■ **What to work on**
In full and word for word, copy the records that follow.

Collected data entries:
//! Per-connection pipeline: read, parse, route, invoke, respond, close.

use std::any::Any;

use log::{debug, error, warn};
use tokio::io::{AsyncRead, AsyncWrite, AsyncWriteExt};

use crate::parser::{parse_request, HttpRequest, Method};
use crate::server::config::ServerConfig;
use crate::server::error::Error;
use crate::server::handler::HandlerFn;
use crate::server::reader::read_request;
use crate::server::response::{HttpResponse, StatusCode};
use crate::server::result::{build_response, HandlerResult};
use crate::server::router::{Resolution, Router};
use crate::server::static_files::StaticFiles;

/// Handle a single connection.
///
/// Exactly one request is served. Whatever happens, the client gets a
/// complete response (unless it vanished first) and the write side is shut
/// down before returning. Routing and handler failures are returned after
/// their error response has been written, for the caller to log.
pub async fn handle_connection<S>(socket: &mut S, router: &Router, config: &ServerConfig) -> Result<(), Error>
where
    S: AsyncRead + AsyncWrite + Unpin,
{
    let outcome = serve_request(socket, router, config).await;
    if let Err(e) = socket.shutdown().await {
        debug!("Error closing connection: {e}");
    }
    outcome
}

async fn serve_request<S>(socket: &mut S, router: &Router, config: &ServerConfig) -> Result<(), Error>
where
    S: AsyncRead + AsyncWrite + Unpin,
{
    let raw = match read_request(socket, config).await {
        Ok(Some(raw)) => raw,
        // Peer closed without a request; nobody to answer
        Ok(None) => return Ok(()),
        Err(e @ Error::IoError(_)) => return Err(e),
        Err(e) => return reject(socket, e).await,
    };

    let request = match parse_request(&raw.head, &raw.body) {
        Ok(request) => request,
        Err(e) => return reject(socket, Error::ParseError(e)).await,
    };
    debug!("{} {}", request.method, request.target);

    let handler = match router.resolve(&request.method, &request.path) {
        Resolution::Found(handler) => handler,
        Resolution::WrongMethod(allowed) => {
            let allow = allowed.iter().map(Method::as_str).collect::<Vec<_>>().join(", ");
            let err = Error::MethodNotAllowed(request.method, request.path);
            warn!("{err}");
            let response = HttpResponse::from(&err).with_header("Allow", allow);
            socket.write_all(&response.to_bytes()).await?;
            return Err(err);
        }
        Resolution::NotFound => return serve_fallback(socket, &request, config).await,
    };

    let response = match invoke(handler, request).await {
        Ok(result) => build_response(result, &config.document_root).await,
        Err(e) => {
            error!("Handler failed: {e}");
            let response = HttpResponse::text(StatusCode::InternalServerError, e.to_string());
            socket.write_all(&response.to_bytes()).await?;
            return Err(e);
        }
    };

    socket.write_all(&response.to_bytes()).await?;
    Ok(())
}

/// Unrouted GET and HEAD requests fall through to the static files.
async fn serve_fallback<S>(socket: &mut S, request: &HttpRequest, config: &ServerConfig) -> Result<(), Error>
where
    S: AsyncRead + AsyncWrite + Unpin,
{
    if !matches!(request.method, Method::GET | Method::HEAD) {
        return reject(socket, Error::NotFound(request.path.clone())).await;
    }

    match StaticFiles::new(config).serve(&request.path).await {
        Ok(response) => {
            let bytes = if request.method == Method::HEAD {
                response.head_bytes()
            } else {
                response.to_bytes()
            };
            socket.write_all(&bytes).await?;
            Ok(())
        }
        Err(e) => reject(socket, e).await,
    }
}

/// Write the error response for `err` and hand the error back.
async fn reject<S>(socket: &mut S, err: Error) -> Result<(), Error>
where
    S: AsyncWrite + Unpin,
{
    if err.is_server_error() {
        error!("{err}");
    } else {
        warn!("{err}");
    }
    socket.write_all(&HttpResponse::from(&err).to_bytes()).await?;
    Err(err)
}

/// Run a handler on the blocking pool, turning a panic into an error.
async fn invoke(handler: HandlerFn, request: HttpRequest) -> Result<HandlerResult, Error> {
    let HttpRequest { headers, body, .. } = request;
    match tokio::task::spawn_blocking(move || handler(&headers, body.as_deref())).await {
        Ok(result) => result,
        Err(e) if e.is_panic() => Err(Error::InternalError(panic_message(e.into_panic()))),
        Err(e) => Err(Error::InternalError(e.to_string())),
    }
}

fn panic_message(payload: Box<dyn Any + Send>) -> String {
    match payload.downcast::<String>() {
        Ok(msg) => *msg,
        Err(payload) => payload
            .downcast_ref::<&str>()
            .map(|s| s.to_string())
            .unwrap_or_else(|| "handler panicked".to_string()),
    }
}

■ **Answer space**
//! Per-connection pipeline: read, parse, route, invoke, respond, close.

use std::any::Any;

use log::{debug, error, warn};
use tokio::io::{AsyncRead, AsyncWrite, AsyncWriteExt};

use crate::parser::{parse_request, HttpRequest, Method};
use crate::server::config::ServerConfig;
use crate::server::error::Error;
use crate::server::handler::HandlerFn;
use crate::server::reader::read_request;
use crate::server::response::{HttpResponse, StatusCode};
use crate::server::result::{build_response, HandlerResult};
use crate::server::router::{Resolution, Router};
use crate::server::static_files::StaticFiles;

/// Handle a single connection.
///
/// Exactly one request is served. Whatever happens, the client gets a
/// complete response (unless it vanished first) and the write side is shut
/// down before returning. Routing and handler failures are returned after
/// their error response has been written, for the caller to log.
pub async fn handle_connection<S>(socket: &mut S, router: &Router, config: &ServerConfig) -> Result<(), Error>
where
    S: AsyncRead + AsyncWrite + Unpin,
{
    let outcome = serve_request(socket, router, config).await;
    if let Err(e) = socket.shutdown().await {
        debug!("Error closing connection: {e}");
    }
    outcome
}

async fn serve_request<S>(socket: &mut S, router: &Router, config: &ServerConfig) -> Result<(), Error>
where
    S: AsyncRead + AsyncWrite + Unpin,
{
    let raw = match read_request(socket, config).await {
        Ok(Some(raw)) => raw,
        // Peer closed without a request; nobody to answer
        Ok(None) => return Ok(()),
        Err(e @ Error::IoError(_)) => return Err(e),
        Err(e) => return reject(socket, e).await,
    };

    let request = match parse_request(&raw.head, &raw.body) {
        Ok(request) => request,
        Err(e) => return reject(socket, Error::ParseError(e)).await,
    };
    debug!("{} {}", request.method, request.target);

    let handler = match router.resolve(&request.method, &request.path) {
        Resolution::Found(handler) => handler,
        Resolution::WrongMethod(allowed) => {
            let allow = allowed.iter().map(Method::as_str).collect::<Vec<_>>().join(", ");
            let err = Error::MethodNotAllowed(request.method, request.path);
            warn!("{err}");
            let response = HttpResponse::from(&err).with_header("Allow", allow);
            socket.write_all(&response.to_bytes()).await?;
            return Err(err);
        }
        Resolution::NotFound => return serve_fallback(socket, &request, config).await,
    };

    let response = match invoke(handler, request).await {
        Ok(result) => build_response(result, &config.document_root).await,
        Err(e) => {
            error!("Handler failed: {e}");
            let response = HttpResponse::text(StatusCode::InternalServerError, e.to_string());
            socket.write_all(&response.to_bytes()).await?;
            return Err(e);
        }
    };

    socket.write_all(&response.to_bytes()).await?;
    Ok(())
}

/// Unrouted GET and HEAD requests fall through to the static files.
async fn serve_fallback<S>(socket: &mut S, request: &HttpRequest, config: &ServerConfig) -> Result<(), Error>
where
    S: AsyncRead + AsyncWrite + Unpin,
{
    if !matches!(request.method, Method::GET | Method::HEAD) {
        return reject(socket, Error::NotFound(request.path.clone())).await;
    }

    match StaticFiles::new(config).serve(&request.path).await {
        Ok(response) => {
            let bytes = if request.method == Method::HEAD {
                response.head_bytes()
            } else {
                response.to_bytes()
            };
            socket.write_all(&bytes).await?;
            Ok(())
        }
        Err(e) => reject(socket, e).await,
    }
}

/// Write the error response for `err` and hand the error back.
async fn reject<S>(socket: &mut S, err: Error) -> Result<(), Error>
where
    S: AsyncWrite + Unpin,
{
    if err.is_server_error() {
        error!("{err}");
    } else {
        warn!("{err}");
    }
    socket.write_all(&HttpResponse::from(&err).to_bytes()).await?;
    Err(err)
}

/// Run a handler on the blocking pool, turning a panic into an error.
async fn invoke(handler: HandlerFn, request: HttpRequest) -> Result<HandlerResult, Error> {
    let HttpRequest { headers, body, .. } = request;
    match tokio::task::spawn_blocking(move || handler(&headers, body.as_deref())).await {
        Ok(result) => result,
        Err(e) if e.is_panic() => Err(Error::InternalError(panic_message(e.into_panic()))),
        Err(e) => Err(Error::InternalError(e.to_string())),
    }
}

fn panic_message(payload: Box<dyn Any + Send>) -> String {
    match payload.downcast::<String>() {
        Ok(msg) => *msg,
        Err(payload) => payload
            .downcast_ref::<&str>()
            .map(|s| s.to_string())
            .unwrap_or_else(|| "handler panicked".to_string()),
    }
}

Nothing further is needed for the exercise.